[Stored items]
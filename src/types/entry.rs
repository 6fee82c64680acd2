//! Schedule entries and school weekdays

use serde::{Deserialize, Serialize};
use std::fmt;

/// A school weekday.
///
/// Saturday and Sunday have no timetable representation; resolving a weekend
/// timestamp yields `None` wherever a `Weekday` is expected.
#[derive(Debug, Clone, Copy, PartialEq, Eq, Hash, Serialize, Deserialize)]
pub enum Weekday {
    Mon,
    Tue,
    Wed,
    Thu,
    Fri,
}

impl Weekday {
    /// All school weekdays in order.
    pub const ALL: [Weekday; 5] =
        [Weekday::Mon, Weekday::Tue, Weekday::Wed, Weekday::Thu, Weekday::Fri];

    /// Map a calendar weekday to a school weekday.
    ///
    /// Returns `None` for Saturday and Sunday.
    pub fn from_calendar(day: chrono::Weekday) -> Option<Self> {
        match day {
            chrono::Weekday::Mon => Some(Weekday::Mon),
            chrono::Weekday::Tue => Some(Weekday::Tue),
            chrono::Weekday::Wed => Some(Weekday::Wed),
            chrono::Weekday::Thu => Some(Weekday::Thu),
            chrono::Weekday::Fri => Some(Weekday::Fri),
            chrono::Weekday::Sat | chrono::Weekday::Sun => None,
        }
    }

    /// Full display name, e.g. `"Monday"`.
    pub fn label(&self) -> &'static str {
        match self {
            Weekday::Mon => "Monday",
            Weekday::Tue => "Tuesday",
            Weekday::Wed => "Wednesday",
            Weekday::Thu => "Thursday",
            Weekday::Fri => "Friday",
        }
    }
}

impl fmt::Display for Weekday {
    fn fmt(&self, f: &mut fmt::Formatter<'_>) -> fmt::Result {
        f.write_str(self.label())
    }
}

/// One class in the weekly timetable.
///
/// Entries are immutable once loaded. The dataset holds at most one entry per
/// `(weekday, period)` pair; [`validate_entries`](crate::dataset::validate_entries)
/// enforces this at load time.
#[derive(Debug, Clone, PartialEq, Eq, Serialize, Deserialize)]
pub struct ScheduleEntry {
    /// School day this class falls on.
    pub weekday: Weekday,

    /// Period number, 1 through 8.
    pub period: u8,

    /// Display time range in `"HH:MM-HH:MM"` form.
    ///
    /// Presentation only; the authoritative boundaries come from the fixed
    /// [`PeriodWindow`](crate::types::PeriodWindow) table.
    #[serde(rename = "timeRange")]
    pub time_range: String,

    /// Subject taught in this slot.
    pub subject: String,
}

impl ScheduleEntry {
    /// Create a new entry.
    pub fn new(
        weekday: Weekday,
        period: u8,
        time_range: impl Into<String>,
        subject: impl Into<String>,
    ) -> Self {
        Self { weekday, period, time_range: time_range.into(), subject: subject.into() }
    }
}
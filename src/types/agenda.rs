//! Full-day agenda types
//!
//! An agenda is the ordered display sequence for one school day: eight period
//! slots interleaved with the seven fixed gaps. Slots are an explicit tagged
//! enum; break rows are display-only placeholders and are not addressable by
//! period number.

use serde::{Deserialize, Serialize};

use super::{BreakKind, ScheduleEntry, Weekday};

/// One display row in a full-day agenda.
#[derive(Debug, Clone, PartialEq, Serialize, Deserialize)]
pub enum AgendaSlot {
    /// A scheduled class.
    Class(ScheduleEntry),

    /// A period with no class scheduled.
    Free {
        /// Period number, 1 through 8.
        period: u8,
        /// Display time range from the fixed period table.
        time_range: String,
    },

    /// An inter-period gap.
    Break {
        /// Short break or lunch.
        kind: BreakKind,
        /// Display time range from the fixed break table.
        time_range: String,
    },
}

impl AgendaSlot {
    /// Whether this slot is a break row.
    pub fn is_break(&self) -> bool {
        matches!(self, AgendaSlot::Break { .. })
    }

    /// Period number for class and free slots; `None` for breaks.
    pub fn period(&self) -> Option<u8> {
        match self {
            AgendaSlot::Class(entry) => Some(entry.period),
            AgendaSlot::Free { period, .. } => Some(*period),
            AgendaSlot::Break { .. } => None,
        }
    }

    /// Display time range of this slot.
    pub fn time_range(&self) -> &str {
        match self {
            AgendaSlot::Class(entry) => &entry.time_range,
            AgendaSlot::Free { time_range, .. } => time_range,
            AgendaSlot::Break { time_range, .. } => time_range,
        }
    }
}

/// The full agenda for one school day.
#[derive(Debug, Clone, PartialEq, Serialize, Deserialize)]
pub struct DailyAgenda {
    /// The day this agenda covers.
    pub weekday: Weekday,

    /// Eight period slots interleaved with seven break rows, in day order.
    pub slots: Vec<AgendaSlot>,
}

impl DailyAgenda {
    /// Number of slots that are scheduled classes.
    pub fn class_count(&self) -> usize {
        self.slots.iter().filter(|s| matches!(s, AgendaSlot::Class(_))).count()
    }
}
//! Error types for timetable processing.
//!
//! All errors implement the `std::error::Error` trait and carry structured
//! context. Two families of conditions are deliberately *not* errors:
//!
//! - **Data absence**: no entry, period or weekday matching a lookup. The
//!   resolver represents these as `None`; weekends, gaps between periods and
//!   after-hours are legitimate states, not failures.
//! - **Permission denial**: the user declining notification permission is a
//!   [`Permission`](crate::notify::Permission) value, never an `Err`.
//!
//! What remains is dataset loading (`File`, `Parse`, `Dataset`), missing host
//! capabilities (`Capability`) and timeouts on host-driven operations.

use std::path::PathBuf;
use std::time::Duration;
use thiserror::Error;

/// Result type alias for timetable operations.
pub type Result<T, E = ScheduleError> = std::result::Result<T, E>;

/// Main error type for timetable operations.
#[derive(Error, Debug)]
#[non_exhaustive]
pub enum ScheduleError {
    #[error("schedule dataset error: {path}")]
    File {
        path: PathBuf,
        #[source]
        source: std::io::Error,
    },

    #[error("parse error in {context}: {details}")]
    Parse { context: String, details: String },

    #[error("invalid schedule dataset: {reason}")]
    Dataset { reason: String },

    #[error("{feature} is not available in this host environment")]
    Capability { feature: String },

    #[error("operation timed out after {duration:?}")]
    Timeout { duration: Duration },
}

impl ScheduleError {
    /// Returns whether this error is potentially recoverable through retry.
    ///
    /// Dataset problems are permanent until the input changes; a timeout on a
    /// host-driven operation (install prompt, notification dispatch) may
    /// succeed on a later attempt.
    pub fn is_retryable(&self) -> bool {
        match self {
            ScheduleError::Timeout { .. } => true,
            ScheduleError::File { .. } => false,
            ScheduleError::Parse { .. } => false,
            ScheduleError::Dataset { .. } => false,
            ScheduleError::Capability { .. } => false,
        }
    }

    /// Helper constructor for file errors with path context.
    pub fn file_error(path: PathBuf, source: std::io::Error) -> Self {
        ScheduleError::File { path, source }
    }

    /// Helper constructor for parse errors.
    pub fn parse_error(context: impl Into<String>, details: impl Into<String>) -> Self {
        ScheduleError::Parse { context: context.into(), details: details.into() }
    }

    /// Helper constructor for dataset validation errors.
    pub fn dataset_error(reason: impl Into<String>) -> Self {
        ScheduleError::Dataset { reason: reason.into() }
    }

    /// Helper constructor for missing host capabilities.
    pub fn capability_unavailable(feature: impl Into<String>) -> Self {
        ScheduleError::Capability { feature: feature.into() }
    }
}

impl From<std::io::Error> for ScheduleError {
    fn from(err: std::io::Error) -> Self {
        ScheduleError::File { path: PathBuf::from("<unknown>"), source: err }
    }
}

#[cfg(test)]
mod tests {
    use super::*;
    use proptest::prelude::*;

    #[test]
    fn error_constructors_validation() {
        let file_error = ScheduleError::file_error(
            PathBuf::from("/schedule.json"),
            std::io::Error::new(std::io::ErrorKind::NotFound, "test"),
        );
        assert!(matches!(file_error, ScheduleError::File { .. }));

        let parse_error = ScheduleError::parse_error("schedule.json", "expected array");
        assert!(matches!(parse_error, ScheduleError::Parse { .. }));

        let dataset_error = ScheduleError::dataset_error("duplicate entry");
        assert!(matches!(dataset_error, ScheduleError::Dataset { .. }));
    }

    #[test]
    fn error_traits_validation() {
        // Compile-time check: ScheduleError must be Send + Sync + 'static
        fn assert_send_sync_static<T: Send + Sync + 'static>() {}
        assert_send_sync_static::<ScheduleError>();

        let error = ScheduleError::capability_unavailable("notifications");
        let _: &dyn std::error::Error = &error;
    }

    #[test]
    fn retryable_classification() {
        assert!(ScheduleError::Timeout { duration: Duration::from_secs(5) }.is_retryable());
        assert!(!ScheduleError::dataset_error("dup").is_retryable());
        assert!(!ScheduleError::capability_unavailable("install prompt").is_retryable());
    }

    #[test]
    fn from_io_error_works() {
        let io_err = std::io::Error::new(std::io::ErrorKind::NotFound, "missing dataset");
        let err: ScheduleError = io_err.into();
        match err {
            ScheduleError::File { source, .. } => {
                assert_eq!(source.to_string(), "missing dataset");
            }
            _ => panic!("expected File error variant"),
        }
    }

    proptest! {
        #[test]
        fn error_messages_contain_their_context(
            context in "[a-zA-Z0-9_./ ]+",
            details in "[a-zA-Z0-9_./ ]+",
            feature in "[a-zA-Z ]+"
        ) {
            let parse = ScheduleError::parse_error(context.clone(), details.clone());
            let msg = parse.to_string();
            prop_assert!(msg.contains(&context));
            prop_assert!(msg.contains(&details));

            let capability = ScheduleError::capability_unavailable(feature.clone());
            prop_assert!(capability.to_string().contains(&feature));

            let dataset = ScheduleError::dataset_error(details.clone());
            prop_assert!(dataset.to_string().contains(&details));
        }
    }
}
//! Pure alert planning over resolved schedule state

use chrono::NaiveDateTime;
use serde::{Deserialize, Serialize};

use crate::resolver::{class_just_started, class_starting_soon};
use crate::types::{ScheduleEntry, Weekday};

/// What a notification is about.
#[derive(Debug, Clone, Copy, PartialEq, Eq, Hash, Serialize, Deserialize)]
pub enum AlertKind {
    /// The class window has just opened.
    Started,
    /// The class starts within the lead window.
    StartingSoon,
}

/// Deduplication key for one notification.
///
/// A notification for a given key fires at most once until the key changes;
/// the key covers the class *and* the kind, so the "starting soon" and
/// "started" alerts for the same class are distinct events.
#[derive(Debug, Clone, Copy, PartialEq, Eq, Hash, Serialize, Deserialize)]
pub struct AlertKey {
    pub weekday: Weekday,
    pub period: u8,
    pub kind: AlertKind,
}

/// A planned notification, ready for dispatch.
#[derive(Debug, Clone, PartialEq, Eq)]
pub struct Alert {
    /// Deduplication key.
    pub key: AlertKey,
    /// Notification title.
    pub title: String,
    /// Notification body.
    pub body: String,
}

/// Lead and grace windows for alert planning, in whole minutes.
#[derive(Debug, Clone, Copy, PartialEq, Eq, Serialize, Deserialize)]
pub struct AlertPolicy {
    /// How far ahead a "starting soon" alert may look.
    pub lead_minutes: u16,
    /// How long after the bell a "started" alert is still worth sending.
    pub grace_minutes: u16,
}

impl Default for AlertPolicy {
    fn default() -> Self {
        Self { lead_minutes: 5, grace_minutes: 1 }
    }
}

/// Plan the notification warranted at this instant, if any.
///
/// A just-started class outranks an upcoming one; both lookups are pure and
/// the function never errors. Deduplication is the caller's job; see
/// [`ClassAlerts`](super::ClassAlerts).
pub fn plan_alert(
    entries: &[ScheduleEntry],
    now: NaiveDateTime,
    policy: AlertPolicy,
) -> Option<Alert> {
    if let Some(entry) = class_just_started(entries, now, policy.grace_minutes) {
        return Some(Alert {
            key: AlertKey { weekday: entry.weekday, period: entry.period, kind: AlertKind::Started },
            title: "Class has started".to_string(),
            body: format!("Period {} · {}", entry.period, entry.subject),
        });
    }

    let (minutes_until, entry) = class_starting_soon(entries, now, policy.lead_minutes)?;
    Some(Alert {
        key: AlertKey {
            weekday: entry.weekday,
            period: entry.period,
            kind: AlertKind::StartingSoon,
        },
        title: "Class starting soon".to_string(),
        body: format!(
            "Period {} · {} in {} min",
            entry.period, entry.subject, minutes_until
        ),
    })
}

* [ACTIVITY]: The expected answer is an exact copy of the lines above, beginning at the line with "permission is a" and ending at the line with "What remains is", with both ends in.

* [WRITTEN SOLUTION]:
//! - **Permission denial**: the user declining notification permission is a
//!   [`Permission`](crate::notify::Permission) value, never an `Err`.
//!
//! What remains is dataset loading (`File`, `Parse`, `Dataset`), missing host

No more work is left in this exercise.